C'est un chiffre très faible si on le compare par exemple au budget de Météo France qui est de 393 millions d'euros par an. Il n'a donc pas les moyens de rémunérer les scientifiques qui participent à ses travaux. 

En 2017, le président des États-Unis Donald Trump s'est retiré du Giec alors qu'un commission d'élus républicains se proposait de porter à 10 millions de dollars la contribution américaine (selon l'Union of Concerned Scientists). Le montant de sa contribution était de 2 millions de dollars, soit 45% des fonds de l'organisation. 

La contribution de la France est aujourd'hui de 1 million d'euros alimentée par trois ministères : la Transition écologique, les Affaires étrangères et la Recherche.

Selon l'ONG Climate action, 80% des membres ne donnent aucune contribution au Giec. 

Le GIEC ne publie pas son budget en ligne. Les derniers documents datent de 2017, où l'organisation soulignait que depuis 2010, les fonds étaient passés de 13,4 millions de francs suisses à 6,5 millions en 2015.

En 2018, le Japon faisait la remarque que pas plus de 32 pays contribuaient au budget de l'organisation et que le nombre de contributeurs n'a fait que baisser depuis 2010. 

Le GIEC émet des propositions

C'est là que réside le cœur du travail du Giec. Contrairement à ce qu'on entend souvent, ce n'est pas un organisme de recherche et il ne fait pas de recommandations concrètes mais des projections. Il analyse, à partir des données recueillies, des scénarios d'évolution. 

La réunion d'Interlaken donnera lieu à une synthèse finale composée de deux textes.

Le premier sera un condensé des trois volets principaux publiés en 2021 et 2022 - sur les preuves physiques du réchauffement, sur ses impacts et enfin sur les mesures d'atténuation - et de trois rapports spéciaux (sur les conséquences d'un réchauffement de +1,5°C, sur les océans et la cryosphère, et sur les terres émergées).

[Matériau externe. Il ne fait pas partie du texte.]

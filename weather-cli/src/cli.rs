use anyhow::Context;
use clap::{Parser, Subcommand};
use inquire::{Select, Text};
use std::{path::PathBuf, sync::Arc};
use tracing::info;
use weather_core::{
    Config, Recorder, SourceKind, StorageConfig, TemperatureScale, WeatherStation, convert,
    store_from_config,
};

use crate::menu::{Session, scale_or_default};

/// Top-level CLI struct.
#[derive(Debug, Parser)]
#[command(name = "weather-monitor", version, about = "Weather monitoring and alert console")]
pub struct Cli {
    /// Defaults to `run` when omitted.
    #[command(subcommand)]
    pub command: Option<Command>,
}

#[derive(Debug, Subcommand)]
pub enum Command {
    /// Start the interactive monitoring menu.
    Run,

    /// Choose default scale, data source and storage.
    Configure,

    /// Convert a temperature between scales.
    Convert {
        #[arg(allow_negative_numbers = true)]
        value: f64,

        /// Scale of `value`: Celsius, Fahrenheit or Kelvin.
        #[arg(long, default_value = "Celsius")]
        from: String,

        /// Target scale: Celsius, Fahrenheit or Kelvin.
        #[arg(long)]
        to: String,
    },
}

impl Cli {
    pub async fn run(self, config: Config) -> anyhow::Result<()> {
        match self.command.unwrap_or(Command::Run) {
            Command::Run => run_menu(config).await,
            Command::Configure => configure(config),
            Command::Convert { value, from, to } => {
                let from = scale_or_default(&from);
                let to = scale_or_default(&to);
                println!(
                    "{value}{} = {}{}",
                    from.symbol(),
                    convert(value, from, to),
                    to.symbol()
                );
                Ok(())
            }
        }
    }
}

async fn run_menu(config: Config) -> anyhow::Result<()> {
    let source = config.source_kind()?;
    let store = store_from_config(&config)?;

    let (station, worker) = match store {
        Some(store) => {
            info!(?store, "persisting readings");
            let (recorder, worker) = Recorder::spawn(store);
            (WeatherStation::with_recorder(recorder), Some(worker))
        }
        None => (WeatherStation::new(), None),
    };

    let session = Session::new(Arc::new(station), config.scale(), source);

    // Prompts block, so keep them off the runtime threads the recorder uses.
    tokio::task::spawn_blocking(move || session.run())
        .await
        .context("Menu task panicked")??;

    // Session (and with it the station and recorder) is gone; let the
    // worker finish anything still queued.
    if let Some(worker) = worker {
        worker.await.context("Recorder task panicked")?;
    }

    Ok(())
}

fn configure(mut config: Config) -> anyhow::Result<()> {
    let scale = Select::new("Default temperature scale:", TemperatureScale::all().to_vec())
        .with_starting_cursor(index_of(TemperatureScale::all(), &config.scale()))
        .prompt()?;
    config.set_scale(scale);

    let current_source = config.source_kind().unwrap_or_default();
    let source = Select::new("Default data source:", SourceKind::all().to_vec())
        .with_starting_cursor(index_of(SourceKind::all(), &current_source))
        .prompt()?;
    config.set_source(source);

    let storage = Select::new("Store readings in:", vec!["jsonl", "http", "none"]).prompt()?;
    config.storage = match storage {
        "jsonl" => {
            let path = Text::new("Readings file (leave empty for the default location):")
                .prompt()?;
            let path = path.trim();
            StorageConfig::Jsonl {
                path: (!path.is_empty()).then(|| PathBuf::from(path)),
            }
        }
        "http" => {
            let endpoint = Text::new("Endpoint URL to POST readings to:").prompt()?;
            StorageConfig::Http { endpoint: endpoint.trim().to_string() }
        }
        _ => StorageConfig::None,
    };

    config.save()?;
    println!("Configuration saved to {}", Config::config_file_path()?.display());

    Ok(())
}

fn index_of<T: PartialEq>(items: &[T], item: &T) -> usize {
    items.iter().position(|i| i == item).unwrap_or(0)
}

Le second, d'une dizaine de pages, sera le "résumé pour les décideurs", soit un texte hautement politique qui doit être approuvé ligne par ligne par les délégués des 195 pays membres.

"Ne pinaillez pas sur les virgules et la phraséologie, concentrez-vous sur le message principal, la magnitude du problème auquel nous faisons face", a déclaré ce 13 mars aux experts du Giec Simon Stiell, le secrétaire exécutif de l'ONU-Climat.

Simon Stiell
Simon Stiell, chef du climat pour l'ONU lors de la COP 27 à Charm-el-Cheikh en Égypte le 20 novembre 2022.
© AP Photo/Olivia Zhang

"Nous savons déjà ce que le rapport nous dira (...) et nous avons des possibilités dans tous les secteurs pour réduire de moitié ou plus les émissions d'ici 2030, tout en maintenant la croissance économique mondiale (...) Nous savons ce que nous avons à faire", a-t-il ajouté. "Maintenant la volonté politique doit se renforcer pour qu'il soit possible de corriger la trajectoire."